__REQUIREMENT__. When a line below contains the string "Logical", show that line.

Top of GIVEN RECORDS

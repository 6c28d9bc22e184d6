//! The 8-byte block header: `"LZ4"`, a tag byte and the uncompressed length as u32 LE.
//!
//! Two schemas share that layout. A [`RawHeader`] tags the payload with the element type of the
//! compressed data, a [`SerializedHeader`] uses tag 0 to say the payload is a serialized value.
//! A reader always asks for the schema it expects; the other one is an error, not a fallback.

use byteorder::{ByteOrder, LE};
use fehler::{throw, throws};

use super::BlockError;

pub const BLOCK_MAGIC: &[u8; 3] = b"LZ4";
pub const HEADER_SIZE: usize = 8;
const SERIALIZED_TAG: u8 = 0;

/// What a raw block holds. The tag values are R's SEXPTYPE codes.
#[derive(Clone, Copy, Debug, PartialEq, Eq, Hash)]
pub enum ElementType {
    /// Booleans, one 32-bit integer each.
    Logical,
    Integer,
    /// 64-bit floats.
    Real,
    /// Pairs of 64-bit floats.
    Complex,
    Raw,
}

impl ElementType {
    pub fn tag(self) -> u8 {
        match self {
            ElementType::Logical => 10,
            ElementType::Integer => 13,
            ElementType::Real => 14,
            ElementType::Complex => 15,
            ElementType::Raw => 24,
        }
    }

    pub fn from_tag(tag: u8) -> Option<Self> {
        Some(match tag {
            10 => ElementType::Logical,
            13 => ElementType::Integer,
            14 => ElementType::Real,
            15 => ElementType::Complex,
            24 => ElementType::Raw,
            _ => return None,
        })
    }

    /// Size of one element in bytes.
    pub fn width(self) -> usize {
        match self {
            ElementType::Logical | ElementType::Integer => 4,
            ElementType::Real => 8,
            ElementType::Complex => 16,
            ElementType::Raw => 1,
        }
    }
}

#[derive(Clone, Copy, Debug, PartialEq, Eq)]
pub struct RawHeader {
    pub element: ElementType,
    pub raw_length: u32,
}

#[derive(Clone, Copy, Debug, PartialEq, Eq)]
pub struct SerializedHeader {
    pub raw_length: u32,
}

fn encode(tag: u8, raw_length: u32) -> [u8; HEADER_SIZE] {
    let mut header = [0u8; HEADER_SIZE];
    header[..3].copy_from_slice(BLOCK_MAGIC);
    header[3] = tag;
    LE::write_u32(&mut header[4..], raw_length);
    header
}

/// Check the magic and cut the input into tag, length and payload.
#[throws(BlockError)]
fn split(framed: &[u8]) -> (u8, u32, &[u8]) {
    if framed.len() < HEADER_SIZE {
        throw!(BlockError::Truncated(framed.len()));
    }
    let magic = [framed[0], framed[1], framed[2]];
    if &magic != BLOCK_MAGIC {
        throw!(BlockError::WrongMagic(magic));
    }
    (framed[3], LE::read_u32(&framed[4..HEADER_SIZE]), &framed[HEADER_SIZE..])
}

impl RawHeader {
    pub fn to_bytes(&self) -> [u8; HEADER_SIZE] {
        encode(self.element.tag(), self.raw_length)
    }

    /// Parse the header of `framed`, returning it along with the compressed payload.
    #[throws(BlockError)]
    pub fn parse(framed: &[u8]) -> (Self, &[u8]) {
        let (tag, raw_length, payload) = split(framed)?;
        if tag == SERIALIZED_TAG {
            throw!(BlockError::NotRaw);
        }
        let element = ElementType::from_tag(tag).ok_or(BlockError::UnknownTag(tag))?;
        (RawHeader { element, raw_length }, payload)
    }
}

impl SerializedHeader {
    pub fn to_bytes(&self) -> [u8; HEADER_SIZE] {
        encode(SERIALIZED_TAG, self.raw_length)
    }

    #[throws(BlockError)]
    pub fn parse(framed: &[u8]) -> (Self, &[u8]) {
        let (tag, raw_length, payload) = split(framed)?;
        if tag != SERIALIZED_TAG {
            match ElementType::from_tag(tag) {
                Some(element) => throw!(BlockError::NotSerialized(element)),
                None => throw!(BlockError::UnknownTag(tag)),
            }
        }
        (SerializedHeader { raw_length }, payload)
    }
}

Bottom of GIVEN RECORDS

__TASK OUTPUT__.
    Logical,
            ElementType::Logical => 10,
            10 => ElementType::Logical,
            ElementType::Logical | ElementType::Integer => 4,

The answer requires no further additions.